**AIM OF THE TASK**
Across all lines of the entries, tally those with the word "SeasonSource" in them. The reply is the tally, by itself.

**RECORDS FOR THIS EXERCISE**
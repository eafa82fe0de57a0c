// Google Sheets "publish to web" CSV client.

use async_trait::async_trait;
use pelada_core::{FetchError, Season, SeasonSource};
use reqwest::header::CACHE_CONTROL;
use tracing::debug;

use crate::config::SheetConfig;

/// Fetches season tabs of a published spreadsheet as CSV.
pub struct SheetsClient {
    http: reqwest::Client,
    base_url: String,
    published_id: String,
}

impl SheetsClient {
    pub fn new(sheet: &SheetConfig) -> Self {
        Self {
            http: reqwest::Client::new(),
            base_url: sheet.base_url.trim_end_matches('/').to_string(),
            published_id: sheet.published_id.clone(),
        }
    }

    /// CSV export URL for one tab (`gid`) of the published sheet.
    pub fn csv_url(&self, gid: &str) -> String {
        format!(
            "{}/{}/pub?gid={}&single=true&output=csv",
            self.base_url, self.published_id, gid
        )
    }
}

#[async_trait]
impl SeasonSource for SheetsClient {
    async fn fetch_csv(&self, season: &Season) -> Result<String, FetchError> {
        let url = self.csv_url(&season.gid);
        debug!(season = %season.year, %url, "fetching season sheet");

        let transport = |e: reqwest::Error| FetchError::Transport {
            season: season.year.clone(),
            message: e.to_string(),
        };

        let response = self
            .http
            .get(&url)
            .header(CACHE_CONTROL, "no-cache")
            .send()
            .await
            .map_err(transport)?;

        let status = response.status();
        if !status.is_success() {
            return Err(FetchError::Status {
                season: season.year.clone(),
                status: status.as_u16(),
            });
        }

        response.text().await.map_err(transport)
    }
}

// ---------------------------------------------------------------------------
// Unit tests
// ---------------------------------------------------------------------------
// Configuration loading and parsing (config/pelada.toml).

use std::path::{Path, PathBuf};

use pelada_core::{Season, SeasonCatalog, SelectionOption};
use serde::Deserialize;
use thiserror::Error;

/// Shipped defaults, written to `config/pelada.toml` on first run.
pub const DEFAULT_CONFIG: &str = include_str!("../defaults/pelada.toml");

const CONFIG_FILE: &str = "pelada.toml";
const FALLBACK_CACHE_PATH: &str = "pelada-cache.db";

// ---------------------------------------------------------------------------
// Error types
// ---------------------------------------------------------------------------

#[derive(Debug, Error)]
pub enum ConfigError {
    #[error("config file not found: {path}")]
    FileNotFound { path: PathBuf },

    #[error("failed to parse config file {path}: {source}")]
    ParseError {
        path: PathBuf,
        source: toml::de::Error,
    },

    #[error("validation error for field `{field}`: {message}")]
    ValidationError { field: String, message: String },

    #[error("failed to initialize config from defaults: {message}")]
    DefaultsCopyError { message: String },
}

// ---------------------------------------------------------------------------
// Top-level assembled Config
// ---------------------------------------------------------------------------

#[derive(Debug, Clone)]
pub struct Config {
    pub sheet: SheetConfig,
    pub catalog: SeasonCatalog,
    pub cache_path: String,
    pub default_selection: Option<String>,
}

// ---------------------------------------------------------------------------
// pelada.toml structs
// ---------------------------------------------------------------------------

/// Raw deserialization target for the whole file.
#[derive(Debug, Clone, Deserialize)]
struct ConfigFile {
    sheet: SheetConfig,
    seasons: Vec<Season>,
    selections: Vec<SelectionOption>,
    #[serde(default)]
    cache: CacheSection,
    #[serde(default)]
    default_selection: Option<String>,
}

#[derive(Debug, Clone, Deserialize)]
pub struct SheetConfig {
    /// The `2PACX-...` id of the published spreadsheet; also scopes cache keys.
    pub published_id: String,
    /// Editor document id. Informational only.
    #[serde(default)]
    pub spreadsheet_id: Option<String>,
    pub base_url: String,
}

#[derive(Debug, Clone, Default, Deserialize)]
struct CacheSection {
    path: Option<String>,
}

// ---------------------------------------------------------------------------
// Loading logic
// ---------------------------------------------------------------------------

/// Load and validate `config/pelada.toml` relative to `base_dir`.
///
/// Does not create the file; see [`load_config`].
pub fn load_config_from(base_dir: &Path) -> Result<Config, ConfigError> {
    let path = base_dir.join("config").join(CONFIG_FILE);
    let text = std::fs::read_to_string(&path).map_err(|_| ConfigError::FileNotFound {
        path: path.clone(),
    })?;
    parse_config(&text, &path)
}

/// Parse and validate configuration text. `path` is only used in errors.
pub fn parse_config(text: &str, path: &Path) -> Result<Config, ConfigError> {
    let file: ConfigFile = toml::from_str(text).map_err(|e| ConfigError::ParseError {
        path: path.to_path_buf(),
        source: e,
    })?;

    validate_sheet(&file.sheet)?;

    let catalog = SeasonCatalog::new(file.sheet.published_id.clone(), file.seasons, file.selections)
        .map_err(|e| ConfigError::ValidationError {
            field: "selections".into(),
            message: e.to_string(),
        })?;

    if let Some(value) = &file.default_selection {
        if !catalog.contains(value) {
            return Err(ConfigError::ValidationError {
                field: "default_selection".into(),
                message: format!("`{value}` is not one of the configured selections"),
            });
        }
    }

    Ok(Config {
        sheet: file.sheet,
        catalog,
        cache_path: file.cache.path.unwrap_or_else(default_cache_path),
        default_selection: file.default_selection,
    })
}

/// Write the shipped defaults to `config/pelada.toml` unless it already
/// exists. Returns `true` when the file was created.
pub fn ensure_config_file(base_dir: &Path) -> Result<bool, ConfigError> {
    let config_dir = base_dir.join("config");
    std::fs::create_dir_all(&config_dir).map_err(|e| ConfigError::DefaultsCopyError {
        message: format!("failed to create config directory: {e}"),
    })?;

    let target = config_dir.join(CONFIG_FILE);
    match std::fs::OpenOptions::new()
        .write(true)
        .create_new(true)
        .open(&target)
    {
        Ok(mut dest) => {
            std::io::Write::write_all(&mut dest, DEFAULT_CONFIG.as_bytes()).map_err(|e| {
                ConfigError::DefaultsCopyError {
                    message: format!("failed to write {}: {e}", target.display()),
                }
            })?;
            Ok(true)
        }
        Err(e) if e.kind() == std::io::ErrorKind::AlreadyExists => Ok(false),
        Err(e) => Err(ConfigError::DefaultsCopyError {
            message: format!("failed to create {}: {e}", target.display()),
        }),
    }
}

/// Convenience wrapper: loads config relative to the current working directory,
/// writing the defaults first when no config exists.
pub fn load_config() -> Result<Config, ConfigError> {
    let cwd = std::env::current_dir().map_err(|_| ConfigError::FileNotFound {
        path: PathBuf::from("."),
    })?;
    ensure_config_file(&cwd)?;
    load_config_from(&cwd)
}

// ---------------------------------------------------------------------------
// Helpers
// ---------------------------------------------------------------------------

/// `<data dir>/cache.db` for the platform, or a file in the working directory
/// when no home directory can be determined.
fn default_cache_path() -> String {
    directories::ProjectDirs::from("", "", "pelada")
        .map(|dirs| dirs.data_dir().join("cache.db"))
        .and_then(|p| p.to_str().map(str::to_string))
        .unwrap_or_else(|| FALLBACK_CACHE_PATH.to_string())
}

fn validate_sheet(sheet: &SheetConfig) -> Result<(), ConfigError> {
    let fields: &[(&str, &str)] = &[
        ("sheet.published_id", sheet.published_id.as_str()),
        ("sheet.base_url", sheet.base_url.as_str()),
    ];
    for (name, val) in fields {
        if val.trim().is_empty() {
            return Err(ConfigError::ValidationError {
                field: name.to_string(),
                message: "must not be empty".into(),
            });
        }
    }

    if !sheet.base_url.starts_with("http://") && !sheet.base_url.starts_with("https://") {
        return Err(ConfigError::ValidationError {
            field: "sheet.base_url".into(),
            message: format!("must be an http(s) URL, got {}", sheet.base_url),
        });
    }

    Ok(())
}

// ---------------------------------------------------------------------------
// Unit tests
// ---------------------------------------------------------------------------

#[cfg(test)]
mod tests {
    use super::*;

    fn parse(text: &str) -> Result<Config, ConfigError> {
        parse_config(text, Path::new("test.toml"))
    }

    const MINIMAL: &str = r#"
[sheet]
published_id = "2PACX-abc"
base_url = "https://docs.google.com/spreadsheets/d/e"

[cache]
path = "cache.db"

[[seasons]]
year = "2025"
gid = "1"
label = "2025"

[[selections]]
value = "2025"
label = "Season 2025"
years = ["2025"]
"#;

    #[test]
    fn shipped_defaults_are_valid() {
        let config = parse(DEFAULT_CONFIG).expect("defaults should parse");
        assert_eq!(config.default_selection.as_deref(), Some("2026"));
        assert_eq!(config.catalog.options().len(), 3);
        assert_eq!(config.catalog.options()[0].value, "2026");
        assert!(config.sheet.published_id.starts_with("2PACX-"));

        let both = config.catalog.option("2025_2026");
        let gids: Vec<&str> = config
            .catalog
            .seasons_for(both)
            .iter()
            .map(|s| s.gid.as_str())
            .collect();
        assert_eq!(gids, vec!["557483612", "19389941"]);
    }

    #[test]
    fn minimal_config_parses() {
        let config = parse(MINIMAL).unwrap();
        assert_eq!(config.cache_path, "cache.db");
        assert!(config.default_selection.is_none());
        assert!(config.sheet.spreadsheet_id.is_none());
        assert_eq!(
            config.catalog.cache_key("2025"),
            "pelada:v2:players:2PACX-abc:2025"
        );
    }

    #[test]
    fn missing_cache_path_gets_a_default() {
        let text = MINIMAL.replace("[cache]\npath = \"cache.db\"\n", "");
        let config = parse(&text).unwrap();
        assert!(config.cache_path.ends_with(".db"));
    }

    #[test]
    fn empty_published_id_rejected() {
        let text = MINIMAL.replace("2PACX-abc", "");
        let err = parse(&text).unwrap_err();
        assert!(
            matches!(err, ConfigError::ValidationError { ref field, .. } if field == "sheet.published_id")
        );
    }

    #[test]
    fn non_http_base_url_rejected() {
        let text = MINIMAL.replace("https://docs.google.com/spreadsheets/d/e", "ftp://x");
        assert!(matches!(
            parse(&text).unwrap_err(),
            ConfigError::ValidationError { ref field, .. } if field == "sheet.base_url"
        ));
    }

    #[test]
    fn selection_with_unknown_year_rejected() {
        let text = MINIMAL.replace("years = [\"2025\"]", "years = [\"2024\"]");
        let err = parse(&text).unwrap_err();
        assert!(matches!(
            err,
            ConfigError::ValidationError { ref field, .. } if field == "selections"
        ));
        assert!(err.to_string().contains("2024"));
    }

    #[test]
    fn unknown_default_selection_rejected() {
        let text = format!("default_selection = \"1999\"\n{MINIMAL}");
        assert!(matches!(
            parse(&text).unwrap_err(),
            ConfigError::ValidationError { ref field, .. } if field == "default_selection"
        ));
    }

    #[test]
    fn malformed_toml_is_parse_error() {
        assert!(matches!(
            parse("[sheet\npublished_id = 1").unwrap_err(),
            ConfigError::ParseError { .. }
        ));
    }

    #[test]
    fn missing_file_is_file_not_found() {
        let tmp = tempfile::tempdir().unwrap();
        assert!(matches!(
            load_config_from(tmp.path()).unwrap_err(),
            ConfigError::FileNotFound { .. }
        ));
    }

    #[test]
    fn ensure_config_file_writes_defaults_once() {
        let tmp = tempfile::tempdir().unwrap();
        assert!(ensure_config_file(tmp.path()).unwrap());

        let path = tmp.path().join("config").join(CONFIG_FILE);
        assert_eq!(std::fs::read_to_string(&path).unwrap(), DEFAULT_CONFIG);

        // A user-edited file is never overwritten.
        std::fs::write(&path, MINIMAL).unwrap();
        assert!(!ensure_config_file(tmp.path()).unwrap());
        let config = load_config_from(tmp.path()).unwrap();
        assert_eq!(config.catalog.options()[0].value, "2025");
    }
}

**RESULT FOR THIS EXERCISE**
2